[KWOK] retry when applying Stages fails #911

caozhuozi · 2024-01-11T14:27:37Z

What type of PR is this?

/kind feature

What this PR does / why we need it:

Which issue(s) this PR fixes:

Fixes #816

Special notes for your reviewer:

Since we have a new design based on the weight delaying queue(#902), the old implementation #904 was rejected. Will close the old one and start here.

Currently, I only modified the node controller for a pre-review. Please feel free to give comments!
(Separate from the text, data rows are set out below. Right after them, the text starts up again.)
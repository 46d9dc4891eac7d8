// src/config/mod.rs

//! Configuration for cargo-watch-plus.
//!
//! Responsibilities:
//! - Define the resolved, immutable configuration (`model.rs`).
//! - Locate the crate root and build the configuration (`loader.rs`).
//! - Turn CLI arguments into a validated configuration (`validate.rs`).

pub mod loader;
pub mod model;
pub mod validate;

pub use loader::{load_config, locate_project_root};
pub use model::{CARGO, DEFAULT_EXEC, DOT_IGNORE, GIT_IGNORE, WatchConfig};
// src/lib.rs

pub mod cli;
pub mod config;
pub mod engine;
pub mod errors;
pub mod exec;
pub mod filter;
pub mod fs;
pub mod logging;
pub mod types;
pub mod watch;

use std::sync::Arc;

use tokio::sync::mpsc;
use tracing::{debug, info};

use crate::cli::CliArgs;
use crate::config::{WatchConfig, load_config};
use crate::engine::{CoreRuntime, Runtime, RuntimeEvent};
use crate::errors::{Result, WatchPlusError};
use crate::exec::ProcessSpawner;
use crate::fs::{FileSystem, RealFileSystem};
use crate::watch::{NotifySource, SubscriptionOptions, spawn_ignore_file_watcher};

/// High-level entry point used by `main.rs`.
///
/// This wires together:
/// - config loading and the switch to the working directory
/// - the ignore-file watcher task
/// - the primary runtime with the process spawner
/// - Ctrl-C handling
pub async fn run(args: CliArgs) -> Result<()> {
    let fs: Arc<dyn FileSystem> = Arc::new(RealFileSystem);
    let cwd = std::env::current_dir()?;
    let config = load_config(args, &cwd, fs.as_ref())?;

    std::env::set_current_dir(&config.workdir)?;
    debug!(?config, "configuration resolved");
    info!(
        root = %config.watch_root.display(),
        commands = ?config.commands,
        "watching for changes"
    );

    watch(config, fs).await
}

/// Run the watchers and the runtime until Ctrl-C or a fatal watch error.
pub async fn watch(config: WatchConfig, fs: Arc<dyn FileSystem>) -> Result<()> {
    let (rules_tx, rules_rx) = mpsc::unbounded_channel();
    let (rt_tx, rt_rx) = mpsc::unbounded_channel::<RuntimeEvent>();

    let ignore_task = spawn_ignore_file_watcher(
        &config,
        NotifySource::new(Arc::clone(&fs)),
        Arc::clone(&fs),
        rules_tx,
    )?;

    // Ctrl-C → graceful shutdown.
    {
        let tx = rt_tx.clone();
        tokio::spawn(async move {
            if let Err(e) = tokio::signal::ctrl_c().await {
                eprintln!("failed to listen for Ctrl+C: {e}");
                return;
            }
            let _ = tx.send(RuntimeEvent::ShutdownRequested);
        });
    }

    let options = SubscriptionOptions {
        root: config.watch_root.clone(),
        poll: config.poll,
        discover: Vec::new(),
    };
    let spawner = ProcessSpawner::new(config.shell.clone(), config.workdir.clone(), rt_tx);

    // Construct the pure core runtime (single source of truth for semantics).
    let core = CoreRuntime::new(&config);

    // Construct the async IO shell around the core.
    let runtime = Runtime::new(core, NotifySource::new(fs), options, spawner, rules_rx, rt_rx);
    let runtime = runtime.run();
    tokio::pin!(runtime);

    tokio::select! {
        res = &mut runtime => return res,
        joined = ignore_task => match joined {
            Ok(Ok(())) => debug!("ignore file watcher finished"),
            Ok(Err(err)) => return Err(err),
            Err(err) => return Err(WatchPlusError::Other(err.into())),
        },
    }

    runtime.await
}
Does this PR introduce a user-facing change?

Add Stage retry mechanism

Additional documentation e.g., KEPs (Kubernetes Enhancement Proposals), usage docs, etc.:

netlify · 2024-01-11T14:27:46Z

✅ Deploy Preview for k8s-kwok canceled.

Name	Link
🔨 Latest commit	`8832ec1`
🔍 Latest deploy log	https://app.netlify.com/sites/k8s-kwok/deploys/65b30a5b4442aa0008e7a419

k8s-ci-robot · 2024-01-11T14:27:47Z

Hi @caozhuozi. Thanks for your PR.

I'm waiting for a kubernetes-sigs member to verify that this patch is reasonable to test. If it is, they should reply with /ok-to-test on its own line. Until that is done, I will not automatically test new commits in this PR, but the usual testing commands by org members will still work. Regular contributors should join the org to skip this step.

Once the patch is verified, the new status will be reflected by the ok-to-test label.

I understand the commands that are listed here.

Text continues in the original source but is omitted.